After the Asian Spa Massacre, the topic of gun control was resurrected in time for Easter. I think we need to look at this issue anew since America already stores half of the planet’s firearms. It’s high time for crow hunting. For every voter suppression legislation you support, expect a tattoo with an American bullet wound beneath your white abdomen. I will then swallow medication which produces blue urine to complete human bomb pops. Luckily, Republicans don’t consider white coxcombs inciting a riot to be an impeachable offense.

After I published my lyric essay about the 2016 election, I worried that the anger would not age well. In retrospect, the tone wasn’t fucking angry enough. After Donald Trump lost in humiliating fashion in 2020, his supporters stormed the capitol puppeteering the confederate flag in perceived triumph. While the television news anchors looked on with fresh horror, I saw it as an Omaha Incident Reboot. Nearly a century earlier, a reformist became mayor of that city, threatening to soften white supremacy. White men stormed their city government and nearly lynched him. He never returned to politics. A black man did not survive the incident. Not a single criminal served any prison time. The fact that this happened again after a black man ascended to the senate is not a goddamn coincidence. Political scientist Robert A. Pape said, “You see a common pattern in the Capitol Insurrectionists. They are mainly middle-class to upper-middle-class whites who are worried that, as social changes occur around them, they will see a decline in their status in the future.”

Donald Trump later ass-dialed Fox News and claimed the insurrectionists were hugging and kissing law enforcement. While the corporate news pundits roundhouse kicked this tomato can with a NEWS DESK FACT CHECK, they missed the larger point. Whenever white supremacy is threatened, it feels like lawlessness to many white Americans and therefore these New Balanced terrorists were temporarily replacing ineffective police.
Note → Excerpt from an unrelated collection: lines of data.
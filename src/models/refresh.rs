use serde::{Deserialize, Serialize};

#[derive(Debug, Clone, PartialEq, Serialize, Deserialize)]
pub struct RefreshRecord {
    pub refreshed_at: String,
    pub subject_count: u32,
    pub source: String,
}
pub mod detail;
pub mod header;
pub mod statusbar;
pub mod subjects;
pub mod summary;
use ratatui::style::{Color, Modifier, Style};

use crate::calc::RiskLevel;

pub const BG: Color = Color::Rgb(14, 17, 22);
pub const SURFACE: Color = Color::Rgb(22, 27, 34);
pub const BORDER: Color = Color::Rgb(48, 56, 68);
pub const BORDER_FOCUS: Color = Color::Rgb(86, 182, 194);
pub const TEXT: Color = Color::Rgb(220, 226, 232);
pub const TEXT_DIM: Color = Color::Rgb(118, 128, 140);
pub const ACCENT: Color = Color::Rgb(86, 182, 194);
pub const GREEN: Color = Color::Rgb(110, 170, 100);
pub const AMBER: Color = Color::Rgb(214, 160, 64);
pub const RED: Color = Color::Rgb(204, 84, 76);
pub const CRIMSON: Color = Color::Rgb(236, 64, 96);
pub const SELECTED: Color = Color::Rgb(36, 44, 56);

pub fn base() -> Style {
    Style::default().fg(TEXT).bg(BG)
}

pub fn dim() -> Style {
    Style::default().fg(TEXT_DIM)
}

pub fn accent() -> Style {
    Style::default().fg(ACCENT)
}

pub fn green() -> Style {
    Style::default().fg(GREEN)
}

pub fn amber() -> Style {
    Style::default().fg(AMBER)
}

pub fn red() -> Style {
    Style::default().fg(RED)
}

pub fn bold() -> Style {
    Style::default().fg(TEXT).add_modifier(Modifier::BOLD)
}

pub fn surface() -> Style {
    Style::default().fg(TEXT).bg(SURFACE)
}

pub fn selected() -> Style {
    Style::default().bg(SELECTED).add_modifier(Modifier::BOLD)
}

pub fn border(focused: bool) -> Style {
    if focused {
        Style::default().fg(BORDER_FOCUS)
    } else {
        Style::default().fg(BORDER)
    }
}

pub fn risk_style(risk: RiskLevel) -> Style {
    match risk {
        RiskLevel::Safe => green(),
        RiskLevel::Warning => amber(),
        RiskLevel::Danger => red(),
        RiskLevel::Critical => Style::default().fg(CRIMSON).add_modifier(Modifier::BOLD),
    }
}

/// One-character marker shown next to a subject.
pub fn risk_marker(risk: RiskLevel) -> &'static str {
    match risk {
        RiskLevel::Safe => "●",
        RiskLevel::Warning => "◑",
        RiskLevel::Danger => "○",
        RiskLevel::Critical => "✗",
    }
}
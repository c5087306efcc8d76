use anyhow::{Context, Result};
use chrono::{Local, NaiveDate};
use directories::ProjectDirs;
use serde::{Deserialize, Serialize};
use std::path::PathBuf;
use thiserror::Error;

use crate::calc::{BunkCalculator, DEFAULT_BUFFER, DEFAULT_FUTURE_CLASSES, DEFAULT_TARGET};
use crate::models::SemesterWindow;

fn default_target() -> f64 {
    DEFAULT_TARGET
}
fn default_buffer() -> f64 {
    DEFAULT_BUFFER
}
fn default_future_classes() -> u32 {
    DEFAULT_FUTURE_CLASSES
}
fn default_user() -> String {
    "default".to_string()
}

#[derive(Error, Debug, PartialEq)]
pub enum ConfigError {
    #[error("Target percentage must be between 0 and 100, got {0}")]
    TargetOutOfRange(f64),

    #[error("Safety buffer cannot be negative, got {0}")]
    NegativeBuffer(f64),

    #[error("Target plus buffer must stay below 100% (got {0}%)")]
    SafeZoneUnreachable(f64),

    #[error("Semester ends ({end}) before it starts ({start})")]
    InvertedSemester { start: NaiveDate, end: NaiveDate },
}

#[derive(Debug, Clone, Serialize, Deserialize)]
pub struct AttendanceConfig {
    #[serde(default = "default_target")]
    pub target_percentage: f64,
    #[serde(default = "default_buffer")]
    pub safety_buffer: f64,
    /// Flat per-subject estimate used by the bunk calculator.
    #[serde(default = "default_future_classes")]
    pub future_classes: u32,
    /// Classes per subject per week, used for projections when there is no
    /// timetable. 0 disables the estimate.
    #[serde(default)]
    pub weekly_classes: u32,
}

impl Default for AttendanceConfig {
    fn default() -> Self {
        Self {
            target_percentage: default_target(),
            safety_buffer: default_buffer(),
            future_classes: default_future_classes(),
            weekly_classes: 0,
        }
    }
}

#[derive(Debug, Clone, Serialize, Deserialize, Default)]
pub struct SemesterConfig {
    #[serde(default, skip_serializing_if = "Option::is_none")]
    pub start: Option<NaiveDate>,
    #[serde(default, skip_serializing_if = "Option::is_none")]
    pub end: Option<NaiveDate>,
}

#[derive(Debug, Clone, Serialize, Deserialize)]
pub struct ProfileConfig {
    #[serde(default = "default_user")]
    pub user: String,
}

impl Default for ProfileConfig {
    fn default() -> Self {
        Self {
            user: default_user(),
        }
    }
}

#[derive(Debug, Clone, Serialize, Deserialize, Default)]
pub struct RefreshConfig {
    /// JSON attendance snapshot re-imported by the dashboard refresh.
    #[serde(default, skip_serializing_if = "Option::is_none")]
    pub snapshot_path: Option<PathBuf>,
}

#[derive(Debug, Clone, Serialize, Deserialize, Default)]
pub struct AppConfig {
    #[serde(default)]
    pub attendance: AttendanceConfig,
    #[serde(default)]
    pub semester: SemesterConfig,
    #[serde(default)]
    pub profile: ProfileConfig,
    #[serde(default)]
    pub refresh: RefreshConfig,
}

impl AppConfig {
    fn project_dirs() -> Result<ProjectDirs> {
        ProjectDirs::from("", "", "bunkwise")
            .context("Could not determine project directories")
    }

    pub fn config_path() -> Result<PathBuf> {
        let dirs = Self::project_dirs()?;
        Ok(dirs.config_dir().join("config.toml"))
    }

    pub fn data_dir() -> Result<PathBuf> {
        let dirs = Self::project_dirs()?;
        Ok(dirs.data_dir().to_path_buf())
    }

    pub fn db_path() -> Result<PathBuf> {
        Ok(Self::data_dir()?.join("bunkwise.db"))
    }

    pub fn load() -> Result<Self> {
        let path = Self::config_path()?;
        if !path.exists() {
            log::debug!("no config at {:?}, using defaults", path);
            return Ok(Self::default());
        }
        let content =
            std::fs::read_to_string(&path).with_context(|| format!("Reading {:?}", path))?;
        let config = Self::from_toml(&content)?;
        log::debug!("loaded config from {:?}", path);
        Ok(config)
    }

    pub fn from_toml(content: &str) -> Result<Self> {
        let config: AppConfig = toml::from_str(content).context("Parsing config.toml")?;
        config.validate()?;
        Ok(config)
    }

    pub fn save(&self) -> Result<()> {
        self.validate()?;
        let path = Self::config_path()?;
        if let Some(parent) = path.parent() {
            std::fs::create_dir_all(parent)?;
        }
        let content = toml::to_string_pretty(self).context("Serializing config")?;
        std::fs::write(&path, content).with_context(|| format!("Writing {:?}", path))?;
        Ok(())
    }

    pub fn ensure_data_dir() -> Result<PathBuf> {
        let dir = Self::data_dir()?;
        std::fs::create_dir_all(&dir)?;
        Ok(dir)
    }

    pub fn validate(&self) -> std::result::Result<(), ConfigError> {
        let target = self.attendance.target_percentage;
        if !(target > 0.0 && target < 100.0) {
            return Err(ConfigError::TargetOutOfRange(target));
        }
        let buffer = self.attendance.safety_buffer;
        if buffer < 0.0 {
            return Err(ConfigError::NegativeBuffer(buffer));
        }
        if target + buffer >= 100.0 {
            return Err(ConfigError::SafeZoneUnreachable(target + buffer));
        }
        if let (Some(start), Some(end)) = (self.semester.start, self.semester.end) {
            if start > end {
                return Err(ConfigError::InvertedSemester { start, end });
            }
        }
        Ok(())
    }

    pub fn calculator(&self) -> BunkCalculator {
        BunkCalculator::new(
            self.attendance.target_percentage,
            self.attendance.safety_buffer,
        )
    }

    /// The full window, when both ends are known.
    pub fn semester_window(&self) -> Option<SemesterWindow> {
        match (self.semester.start, self.semester.end) {
            (Some(start), Some(end)) => Some(SemesterWindow::new(start, end)),
            _ => None,
        }
    }

    pub fn days_left(&self) -> Option<i64> {
        self.semester_window()
            .map(|w| w.days_left(Local::now().date_naive()))
    }
}

#[cfg(test)]
mod tests {
    use super::*;

    #[test]
    fn empty_file_gives_defaults() {
        let config = AppConfig::from_toml("").unwrap();
        assert_eq!(config.attendance.target_percentage, 75.0);
        assert_eq!(config.attendance.safety_buffer, 1.0);
        assert_eq!(config.attendance.future_classes, 20);
        assert_eq!(config.attendance.weekly_classes, 0);
        assert_eq!(config.profile.user, "default");
        assert!(config.semester_window().is_none());
        assert!(config.refresh.snapshot_path.is_none());
    }

    #[test]
    fn reads_semester_dates() {
        let config = AppConfig::from_toml(
            r#"
            [attendance]
            target_percentage = 80.0

            [semester]
            start = "2024-01-01"
            end = "2024-05-31"
            "#,
        )
        .unwrap();
        let window = config.semester_window().unwrap();
        assert_eq!(window.start, NaiveDate::from_ymd_opt(2024, 1, 1).unwrap());
        assert_eq!(window.end, NaiveDate::from_ymd_opt(2024, 5, 31).unwrap());
        assert_eq!(config.calculator().safe_target(), 81.0);
    }

    #[test]
    fn half_a_semester_is_no_window() {
        let config = AppConfig::from_toml("[semester]\nend = \"2024-05-31\"\n").unwrap();
        assert!(config.semester_window().is_none());
    }

    #[test]
    fn rejects_bad_targets() {
        let mut config = AppConfig::default();
        config.attendance.target_percentage = 100.0;
        assert_eq!(config.validate(), Err(ConfigError::TargetOutOfRange(100.0)));

        config.attendance.target_percentage = 99.5;
        assert_eq!(config.validate(), Err(ConfigError::SafeZoneUnreachable(100.5)));

        config.attendance.target_percentage = 75.0;
        config.attendance.safety_buffer = -1.0;
        assert_eq!(config.validate(), Err(ConfigError::NegativeBuffer(-1.0)));
    }

    #[test]
    fn rejects_inverted_semester() {
        let err = AppConfig::from_toml(
            "[semester]\nstart = \"2024-06-01\"\nend = \"2024-01-01\"\n",
        );
        assert!(err.is_err());
    }

    #[test]
    fn round_trips_through_toml() {
        let mut config = AppConfig::default();
        config.semester.start = NaiveDate::from_ymd_opt(2024, 1, 1);
        config.semester.end = NaiveDate::from_ymd_opt(2024, 5, 31);
        config.refresh.snapshot_path = Some(PathBuf::from("/tmp/attendance.json"));
        let text = toml::to_string_pretty(&config).unwrap();
        let back = AppConfig::from_toml(&text).unwrap();
        assert_eq!(back.semester_window(), config.semester_window());
        assert_eq!(back.refresh.snapshot_path, config.refresh.snapshot_path);
    }
}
As a classroom reward for his pupils, Trump workshopped klavern fan fiction.

For conservatives, democracy has malfunctioned. The only places where the party finds consistent success is in the exarchates late capitalism has pounded into ivory powder. Therefore, it should not be shocking that their voters lust to incinerate elections into ash, so wrinkled Uncle Sam salts them as the urn’s top layer.

Rolling Stone Age

 I have a subscription to Rolling Stone. I never asked for it or paid for it. It comes to my parents’ home in the Finger Lakes. It appeared in the mailbox while I housesat in July 2020. My brother, who was born with a heart defect, was once again in the hospital. He survived another surgery, to the tune of a million dollars. Since he has a preexisting condition, Republicans would have him pay every fucking dime of it.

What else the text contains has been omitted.